//! Floating panels anchored to a world position.
//!
//! A map shows at most one popup. Opening a new one hands the previous popup
//! back to the caller so its owner can be told it closed.

use crate::{
    constants::{CONTEXT_MENU_OFFSET, CONTEXT_MENU_SIZE, MARKER_POPUP_WIDTH},
    core::{
        geo::{Point, WorldPoint},
        viewport::Viewport,
    },
    input::pointer::MarkerKey,
    ui::context_menu::ContextMenuView,
};

#[cfg(feature = "egui")]
use crate::ui::context_menu::MenuCommand;

#[derive(Debug, Clone, PartialEq)]
pub struct PopupOptions {
    pub close_button: bool,
    pub class_name: Option<String>,
    /// Screen offset from the anchor
    pub offset: Point,
    pub min_width: f32,
    pub max_width: f32,
    /// Pre-sized container, for content that cannot be measured before paint
    pub container_size: Option<(f32, f32)>,
}

impl Default for PopupOptions {
    fn default() -> Self {
        Self {
            close_button: true,
            class_name: None,
            offset: Point::new(0.0, 0.0),
            min_width: 50.0,
            max_width: 300.0,
            container_size: None,
        }
    }
}

impl PopupOptions {
    pub fn marker() -> Self {
        Self {
            close_button: false,
            min_width: MARKER_POPUP_WIDTH,
            max_width: MARKER_POPUP_WIDTH,
            ..Self::default()
        }
    }

    pub fn context_menu() -> Self {
        let (dx, dy) = CONTEXT_MENU_OFFSET;
        Self {
            close_button: false,
            class_name: Some("no-arrow".to_string()),
            offset: Point::new(dx as f64, dy as f64),
            container_size: Some(CONTEXT_MENU_SIZE),
            ..Self::default()
        }
    }
}

#[derive(Debug, Clone, PartialEq)]
pub enum PopupContent {
    Marker { title: String, content: String },
    ContextMenu(ContextMenuView),
    Text(String),
}

/// Who gets notified when a popup closes
#[derive(Debug, Clone, PartialEq, Eq, Hash)]
pub enum PopupOwner {
    Marker(MarkerKey),
    ContextMenu,
    Map,
}

#[derive(Debug, Clone, PartialEq)]
pub struct Popup {
    pub id: String,
    pub anchor: WorldPoint,
    pub content: PopupContent,
    pub options: PopupOptions,
    pub owner: PopupOwner,
}

impl Popup {
    /// Top-left corner on screen
    pub fn screen_position(&self, viewport: &Viewport) -> Point {
        viewport.world_to_screen(&self.anchor).add(&self.options.offset)
    }
}

/// Holds the single open popup of a map
#[derive(Debug, Default)]
pub struct PopupManager {
    current: Option<Popup>,
    next_id: u64,
}

impl PopupManager {
    pub fn new() -> Self {
        Self::default()
    }

    /// Opens a popup, returning its id and the popup it replaced
    pub fn open(
        &mut self,
        anchor: WorldPoint,
        content: PopupContent,
        options: PopupOptions,
        owner: PopupOwner,
    ) -> (String, Option<Popup>) {
        self.next_id += 1;
        let id = format!("popup-{}", self.next_id);
        let popup = Popup {
            id: id.clone(),
            anchor,
            content,
            options,
            owner,
        };
        (id, self.current.replace(popup))
    }

    pub fn close(&mut self) -> Option<Popup> {
        self.current.take()
    }

    /// Closes the popup only if it is still `id`
    pub fn close_if(&mut self, id: &str) -> Option<Popup> {
        if self.current.as_ref().is_some_and(|p| p.id == id) {
            self.current.take()
        } else {
            None
        }
    }

    pub fn current(&self) -> Option<&Popup> {
        self.current.as_ref()
    }

    pub fn is_open(&self, id: &str) -> bool {
        self.current.as_ref().is_some_and(|p| p.id == id)
    }
}

#[cfg(feature = "egui")]
impl Popup {
    /// Paints the popup with egui. Returns the menu command the user picked.
    pub fn show(&self, ctx: &egui::Context, viewport: &Viewport) -> Option<MenuCommand> {
        let pos = self.screen_position(viewport);
        let mut picked = None;

        egui::Area::new(egui::Id::new(&self.id))
            .fixed_pos(egui::pos2(pos.x as f32, pos.y as f32))
            .show(ctx, |ui| {
                egui::Frame::popup(ui.style()).show(ui, |ui| {
                    if let Some((w, h)) = self.options.container_size {
                        ui.set_min_size(egui::vec2(w, h));
                    }
                    ui.set_min_width(self.options.min_width);
                    ui.set_max_width(self.options.max_width);

                    match &self.content {
                        PopupContent::Marker { title, content } => {
                            ui.strong(title);
                            ui.label(content);
                        }
                        PopupContent::Text(text) => {
                            ui.label(text);
                        }
                        PopupContent::ContextMenu(_) => {
                            for command in MenuCommand::ALL {
                                if ui.button(command.label()).clicked() {
                                    picked = Some(command);
                                }
                            }
                        }
                    }
                });
            });
        picked
    }
}

#[cfg(test)]
mod tests {
    use super::*;

    #[test]
    fn test_single_open_popup() {
        let mut popups = PopupManager::new();
        let owner = PopupOwner::Marker(MarkerKey::new("layer", "m1"));
        let (first, replaced) = popups.open(
            WorldPoint::new(0.0, 0.0),
            PopupContent::Text("a".into()),
            PopupOptions::default(),
            owner.clone(),
        );
        assert!(replaced.is_none());

        let (second, replaced) = popups.open(
            WorldPoint::new(1.0, 1.0),
            PopupContent::Text("b".into()),
            PopupOptions::default(),
            PopupOwner::Map,
        );
        assert_ne!(first, second);
        assert_eq!(replaced.map(|p| p.owner), Some(owner));
        assert!(popups.is_open(&second));

        // stale close is ignored
        assert!(popups.close_if(&first).is_none());
        assert!(popups.close_if(&second).is_some());
        assert!(popups.current().is_none());
    }

    #[test]
    fn test_preset_options() {
        let marker = PopupOptions::marker();
        assert!(!marker.close_button);
        assert_eq!(marker.min_width, 223.0);
        assert_eq!(marker.offset, Point::new(0.0, 0.0));

        let menu = PopupOptions::context_menu();
        assert_eq!(menu.class_name.as_deref(), Some("no-arrow"));
        assert_eq!(menu.offset, Point::new(112.0, 226.0));
        assert_eq!(menu.container_size, Some((172.0, 172.0)));
    }
}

────────────────────────────────────────

WORK REQUEST
Copy each line of the data above without altering a single character.

RESULT OF THIS EXERCISE
//! Floating panels anchored to a world position.
//!
//! A map shows at most one popup. Opening a new one hands the previous popup
//! back to the caller so its owner can be told it closed.

use crate::{
    constants::{CONTEXT_MENU_OFFSET, CONTEXT_MENU_SIZE, MARKER_POPUP_WIDTH},
    core::{
        geo::{Point, WorldPoint},
        viewport::Viewport,
    },
    input::pointer::MarkerKey,
    ui::context_menu::ContextMenuView,
};

#[cfg(feature = "egui")]
use crate::ui::context_menu::MenuCommand;

#[derive(Debug, Clone, PartialEq)]
pub struct PopupOptions {
    pub close_button: bool,
    pub class_name: Option<String>,
    /// Screen offset from the anchor
    pub offset: Point,
    pub min_width: f32,
    pub max_width: f32,
    /// Pre-sized container, for content that cannot be measured before paint
    pub container_size: Option<(f32, f32)>,
}

impl Default for PopupOptions {
    fn default() -> Self {
        Self {
            close_button: true,
            class_name: None,
            offset: Point::new(0.0, 0.0),
            min_width: 50.0,
            max_width: 300.0,
            container_size: None,
        }
    }
}

impl PopupOptions {
    pub fn marker() -> Self {
        Self {
            close_button: false,
            min_width: MARKER_POPUP_WIDTH,
            max_width: MARKER_POPUP_WIDTH,
            ..Self::default()
        }
    }

    pub fn context_menu() -> Self {
        let (dx, dy) = CONTEXT_MENU_OFFSET;
        Self {
            close_button: false,
            class_name: Some("no-arrow".to_string()),
            offset: Point::new(dx as f64, dy as f64),
            container_size: Some(CONTEXT_MENU_SIZE),
            ..Self::default()
        }
    }
}

#[derive(Debug, Clone, PartialEq)]
pub enum PopupContent {
    Marker { title: String, content: String },
    ContextMenu(ContextMenuView),
    Text(String),
}

/// Who gets notified when a popup closes
#[derive(Debug, Clone, PartialEq, Eq, Hash)]
pub enum PopupOwner {
    Marker(MarkerKey),
    ContextMenu,
    Map,
}

#[derive(Debug, Clone, PartialEq)]
pub struct Popup {
    pub id: String,
    pub anchor: WorldPoint,
    pub content: PopupContent,
    pub options: PopupOptions,
    pub owner: PopupOwner,
}

impl Popup {
    /// Top-left corner on screen
    pub fn screen_position(&self, viewport: &Viewport) -> Point {
        viewport.world_to_screen(&self.anchor).add(&self.options.offset)
    }
}

/// Holds the single open popup of a map
#[derive(Debug, Default)]
pub struct PopupManager {
    current: Option<Popup>,
    next_id: u64,
}

impl PopupManager {
    pub fn new() -> Self {
        Self::default()
    }

    /// Opens a popup, returning its id and the popup it replaced
    pub fn open(
        &mut self,
        anchor: WorldPoint,
        content: PopupContent,
        options: PopupOptions,
        owner: PopupOwner,
    ) -> (String, Option<Popup>) {
        self.next_id += 1;
        let id = format!("popup-{}", self.next_id);
        let popup = Popup {
            id: id.clone(),
            anchor,
            content,
            options,
            owner,
        };
        (id, self.current.replace(popup))
    }

    pub fn close(&mut self) -> Option<Popup> {
        self.current.take()
    }

    /// Closes the popup only if it is still `id`
    pub fn close_if(&mut self, id: &str) -> Option<Popup> {
        if self.current.as_ref().is_some_and(|p| p.id == id) {
            self.current.take()
        } else {
            None
        }
    }

    pub fn current(&self) -> Option<&Popup> {
        self.current.as_ref()
    }

    pub fn is_open(&self, id: &str) -> bool {
        self.current.as_ref().is_some_and(|p| p.id == id)
    }
}

#[cfg(feature = "egui")]
impl Popup {
    /// Paints the popup with egui. Returns the menu command the user picked.
    pub fn show(&self, ctx: &egui::Context, viewport: &Viewport) -> Option<MenuCommand> {
        let pos = self.screen_position(viewport);
        let mut picked = None;

        egui::Area::new(egui::Id::new(&self.id))
            .fixed_pos(egui::pos2(pos.x as f32, pos.y as f32))
            .show(ctx, |ui| {
                egui::Frame::popup(ui.style()).show(ui, |ui| {
                    if let Some((w, h)) = self.options.container_size {
                        ui.set_min_size(egui::vec2(w, h));
                    }
                    ui.set_min_width(self.options.min_width);
                    ui.set_max_width(self.options.max_width);

                    match &self.content {
                        PopupContent::Marker { title, content } => {
                            ui.strong(title);
                            ui.label(content);
                        }
                        PopupContent::Text(text) => {
                            ui.label(text);
                        }
                        PopupContent::ContextMenu(_) => {
                            for command in MenuCommand::ALL {
                                if ui.button(command.label()).clicked() {
                                    picked = Some(command);
                                }
                            }
                        }
                    }
                });
            });
        picked
    }
}

#[cfg(test)]
mod tests {
    use super::*;

    #[test]
    fn test_single_open_popup() {
        let mut popups = PopupManager::new();
        let owner = PopupOwner::Marker(MarkerKey::new("layer", "m1"));
        let (first, replaced) = popups.open(
            WorldPoint::new(0.0, 0.0),
            PopupContent::Text("a".into()),
            PopupOptions::default(),
            owner.clone(),
        );
        assert!(replaced.is_none());

        let (second, replaced) = popups.open(
            WorldPoint::new(1.0, 1.0),
            PopupContent::Text("b".into()),
            PopupOptions::default(),
            PopupOwner::Map,
        );
        assert_ne!(first, second);
        assert_eq!(replaced.map(|p| p.owner), Some(owner));
        assert!(popups.is_open(&second));

        // stale close is ignored
        assert!(popups.close_if(&first).is_none());
        assert!(popups.close_if(&second).is_some());
        assert!(popups.current().is_none());
    }

    #[test]
    fn test_preset_options() {
        let marker = PopupOptions::marker();
        assert!(!marker.close_button);
        assert_eq!(marker.min_width, 223.0);
        assert_eq!(marker.offset, Point::new(0.0, 0.0));

        let menu = PopupOptions::context_menu();
        assert_eq!(menu.class_name.as_deref(), Some("no-arrow"));
        assert_eq!(menu.offset, Point::new(112.0, 226.0));
        assert_eq!(menu.container_size, Some((172.0, 172.0)));
    }
}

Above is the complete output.